Ontario’s Surplus, Our Shortfall
So Ontario has a $2.3 billion surplus. Nice timing on the announcement. Apparently it’s old news as the Ontario government has already spent it on debt reduction, probably back at budget time. But who wants to tell the people about this kind of good news when it’s nowhere near election time? The people will forget about this goodie come October, and it’s a big one.
Now what should he have done with that surplus? Well, there’s this huge piece of his budget he’s still expecting Toronto to pay. The surplus was almost exactly what Toronto pays for provincial services. With one fell swoop, McGuinty could have instantly uploaded back all the services Premier Mike Harris downloaded to Toronto (Toronto’s budget is $7 to 8 billion, one-third of which is provincially mandated social services and such like). Of course, he may not have had a surplus or just a tiny one after that; then again he could have sealed his win here in the big city, for Torontonians are nothing if not slavering to find any excuse to vote in a Liberal MPP or MP, and that excuse would have been a doozy. Instead McGuinty chickened out and continues to pretend it’s our problem. He couldn’t even toss us a bone of the half billion we need to wipe out our budget shortfall.
So will Mayor Miller step up and milk this golden opportunity to prove how badly the province has abandoned us? Not holding my breath. Too bad John Tory isn’t taking advantage of it either.
Related posts:


I don’t understand why the province, which is paid into by people outside of Toronto as well as Toronto, should spend its surplus to bail out Toronto. Other people in Ontario in other cities pay higher property taxes and the like to properly balance their municipal budgets, why should their tax dollars also go to paying off Toronto’s deficits when they refuse to raise taxes as well?
The one infuriating trait almost all Torontonians have is the self-centrism. Ontario does not exist to bail you out, other cities in the province are doing just fine — the problem is with your municipal government and this is not the fault nor the obligation of the citizens in Ottawa, Sault Ste. Marie, Thunder Bay, etc.
Toronto needs to learn to deal with its own problems without crying for money from everyone else.

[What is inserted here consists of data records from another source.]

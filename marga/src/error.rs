//! Error types for marga

use thiserror::Error;

/// Crate-level error returned synchronously by the router entry points.
#[derive(Error, Debug)]
pub enum MargaError {
    #[error("Configuration error: {0}")]
    Config(#[from] ConfigError),

    #[error("Failed to spawn planning worker: {0}")]
    Spawn(#[from] std::io::Error),
}

/// Invalid motion profile or planner settings.
#[derive(Error, Debug, Clone, PartialEq)]
pub enum ConfigError {
    #[error("{field} must be positive, got {value}")]
    NonPositive { field: &'static str, value: f32 },

    #[error("{field} must be finite")]
    NonFinite { field: &'static str },

    #[error("surface band is inverted: min {min} > max {max}")]
    InvertedSurfaceBand { min: f32, max: f32 },

    #[error("max_expansions must be at least 1")]
    ZeroExpansionBudget,
}

/// Failure of an external world service query.
#[derive(Error, Debug, Clone, PartialEq)]
pub enum WorldError {
    #[error("no terrain data at ({x}, {z})")]
    OutOfBounds { x: f32, z: f32 },

    #[error("world service unavailable: {0}")]
    Unavailable(String),
}

pub type Result<T> = std::result::Result<T, MargaError>;

/// Reject non-finite or non-positive values.
pub(crate) fn require_positive(field: &'static str, value: f32) -> std::result::Result<(), ConfigError> {
    if !value.is_finite() {
        return Err(ConfigError::NonFinite { field });
    }
    if value <= 0.0 {
        return Err(ConfigError::NonPositive { field, value });
    }
    Ok(())
}
//! Configuration loading errors.

/// Config load error
#[derive(Debug, Clone)]
pub enum ConfigLoadError {
    /// I/O error
    Io(String),
    /// Parse error
    Parse(String),
    /// Values parsed but failed validation
    Invalid(crate::error::ConfigError),
}

impl std::fmt::Display for ConfigLoadError {
    fn fmt(&self, f: &mut std::fmt::Formatter<'_>) -> std::fmt::Result {
        match self {
            ConfigLoadError::Io(msg) => write!(f, "IO error: {}", msg),
            ConfigLoadError::Parse(msg) => write!(f, "Parse error: {}", msg),
            ConfigLoadError::Invalid(err) => write!(f, "Invalid config: {}", err),
        }
    }
}

impl std::error::Error for ConfigLoadError {}
//! Best-first search over kinematic states.

use log::{debug, trace};
use std::collections::{BinaryHeap, HashSet};

use crate::config::{MovementProperties, PlannerSettings};
use crate::core::{GridKey, NodeId, PathNode};
use crate::world::World;

use super::heuristic::estimate;
use super::oracle::{FeasibilityOracle, Resolution};
use super::successors::SuccessorGenerator;
use super::types::{FrontierEntry, PathFailure, PathResult};

/// Arena holding every state created by one search.
struct SearchTree {
    nodes: Vec<PathNode>,
}

impl SearchTree {
    fn new() -> Self {
        Self { nodes: Vec::new() }
    }

    fn push(&mut self, node: PathNode) -> NodeId {
        self.nodes.push(node);
        NodeId(self.nodes.len() - 1)
    }

    fn get(&self, id: NodeId) -> &PathNode {
        &self.nodes[id.0]
    }

    fn len(&self) -> usize {
        self.nodes.len()
    }

    /// Predecessor chain from the root to `id`.
    fn path_to(&self, id: NodeId) -> Vec<PathNode> {
        let mut path = Vec::new();
        let mut current = Some(id);
        while let Some(node_id) = current {
            let node = self.get(node_id);
            path.push(node.clone());
            current = node.parent;
        }
        path.reverse();
        path
    }
}

/// Local planner
///
/// The goal test is supplied per call, so the same search drives both
/// point-proximity and region-membership planning.
pub struct LocalPlanner<'a> {
    world: &'a World,
    settings: &'a PlannerSettings,
}

impl<'a> LocalPlanner<'a> {
    pub fn new(world: &'a World, settings: &'a PlannerSettings) -> Self {
        Self { world, settings }
    }

    /// Search from `start` until `is_goal(state, target)` holds.
    ///
    /// `target` steers the heuristic. Uses the configured expansion budget.
    pub fn search<G>(
        &self,
        start: &PathNode,
        target: &PathNode,
        profile: &MovementProperties,
        is_goal: G,
    ) -> PathResult
    where
        G: Fn(&PathNode, &PathNode) -> bool,
    {
        self.search_with_budget(start, target, profile, is_goal, self.settings.max_expansions)
    }

    /// [`LocalPlanner::search`] with an explicit expansion budget.
    pub fn search_with_budget<G>(
        &self,
        start: &PathNode,
        target: &PathNode,
        profile: &MovementProperties,
        is_goal: G,
        max_expansions: usize,
    ) -> PathResult
    where
        G: Fn(&PathNode, &PathNode) -> bool,
    {
        let s = start.position;
        let t = target.position;
        trace!(
            "[Search] start=({:.2},{:.2},{:.2}) target=({:.2},{:.2},{:.2})",
            s.x, s.y, s.z, t.x, t.y, t.z
        );

        if is_goal(start, target) {
            trace!("[Search] start already satisfies the goal");
            return PathResult::already_there();
        }

        let oracle = FeasibilityOracle::new(self.world, self.settings);
        let mut root = start.clone();
        root.parent = None;
        match oracle.try_resolve(&root) {
            Resolution::Feasible { region } => root.region = Some(region),
            Resolution::Infeasible(rejection) => {
                debug!("[Search] FAILED: start infeasible ({:?})", rejection);
                return PathResult::failed(PathFailure::StartInfeasible(rejection), 0, 0);
            }
        }

        let generator = SuccessorGenerator::new(oracle);
        let key = |node: &PathNode| -> GridKey {
            node.to_grid_key(profile.delta_dist, profile.delta_time)
        };
        let priority = |node: &PathNode| -> f32 {
            // g is the elapsed time of the state
            node.time_moment + estimate(node, target, profile, self.settings.heuristic)
        };

        let mut tree = SearchTree::new();
        let mut open_set = BinaryHeap::new();
        let mut closed_set: HashSet<GridKey> = HashSet::new();
        let mut seq: u64 = 0;

        closed_set.insert(key(&root));
        let h_start = estimate(&root, target, profile, self.settings.heuristic);
        let root_id = tree.push(root);
        open_set.push(FrontierEntry {
            id: root_id,
            f_cost: h_start,
            seq,
        });

        let mut nodes_expanded = 0;

        while let Some(current) = open_set.pop() {
            if is_goal(tree.get(current.id), target) {
                let path = tree.path_to(current.id);
                trace!(
                    "[Search] SUCCESS: {} states, nodes_expanded={}, nodes_generated={}",
                    path.len(),
                    nodes_expanded,
                    tree.len()
                );
                return PathResult::found(path, nodes_expanded, tree.len());
            }

            nodes_expanded += 1;
            if nodes_expanded > max_expansions {
                debug!(
                    "[Search] FAILED: MaxExpansionsExceeded ({} nodes)",
                    nodes_expanded
                );
                return PathResult::failed(
                    PathFailure::MaxExpansionsExceeded,
                    nodes_expanded,
                    tree.len(),
                );
            }

            let children = generator.expand(tree.get(current.id), current.id, profile);
            for child in children {
                if !closed_set.insert(key(&child)) {
                    continue;
                }
                let f_cost = priority(&child);
                seq += 1;
                let id = tree.push(child);
                open_set.push(FrontierEntry { id, f_cost, seq });
            }
        }

        debug!(
            "[Search] FAILED: NoPath after expanding {} nodes",
            nodes_expanded
        );
        PathResult::failed(PathFailure::NoPath, nodes_expanded, tree.len())
    }
}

Stupidity in spending money (buying theatres, the pay raises, etc) should not be rewarded.
“I don’t understand why the province, which is paid into by people outside of Toronto as well as Toronto, should spend its surplus to bail out Toronto.”
For the simple reason, as I said above, that Toronto is paying for Ontario’s services — that is, services you receive as a citizen of Ontario — which other municipalities no longer have to pay for. We started paying for these services under Mike Harris; before that, we were doing OK fiscally.
Furthermore, Toronto pays $9 billion — that’s ‘b’ for billion — more in income taxes than it receives back in services. In other words, Torontonians are paying for your provincial and federal services. What would you do if you no longer had access to our income taxes? You’d suffer big time. Policing, emergency services, hospitals, your local college or university — right now all of these are at the levels you enjoy because we Torontonians are paying for them in greater proportion (not just per capita) than you are.
Of course, if you want to go the way of not supporting each other, Toronto would be far better off. We could keep our share of our income taxes and pay for all our municipal, provincial, and federal services quite nicely. In that sense, your perpetuation of anti-Toronto bias would have a boomerang destructive effect, back on you.
A bit ironic you complaining about self-centrism. What are you doing in your post but spreading a fallacy that makes you look like the victim instead of Toronto, just what you’re complaining Torontonians do. Nice way to distort the truth to support your anti-Toronto bias. But if we go down, you go down with us because that $9 billion outflow, that you currently benefit from, will stop with the exodus of people out of the city and the collapse of our economy. And your homegrown poor and homeless that we currently support may start moving back home.
And yes, our politicians are idiots. But it doesn’t negate the fact we’re still paying for provincial services, which nobody’s property taxes are supposed to pay for, and our property taxes did go up.
And it’s not as though the current provincial/municipal funding model is working brilliantly in the rest of the province, as the first commenter suggests. Amalgamated Ottawa, for instance, has had a series of contentious rounds of budgeting — you can still see a few “My Ottawa includes culture” signs up from years ago, part of a particularly big to-do.
(And as in all places, the genius of the electorate ensures victory for whomever makes the most extravagant promises not to ever raise taxes ever.)
“Uploading” promises are starting to appear from the provincial parties as the election nears. But see my parenthetical remark above.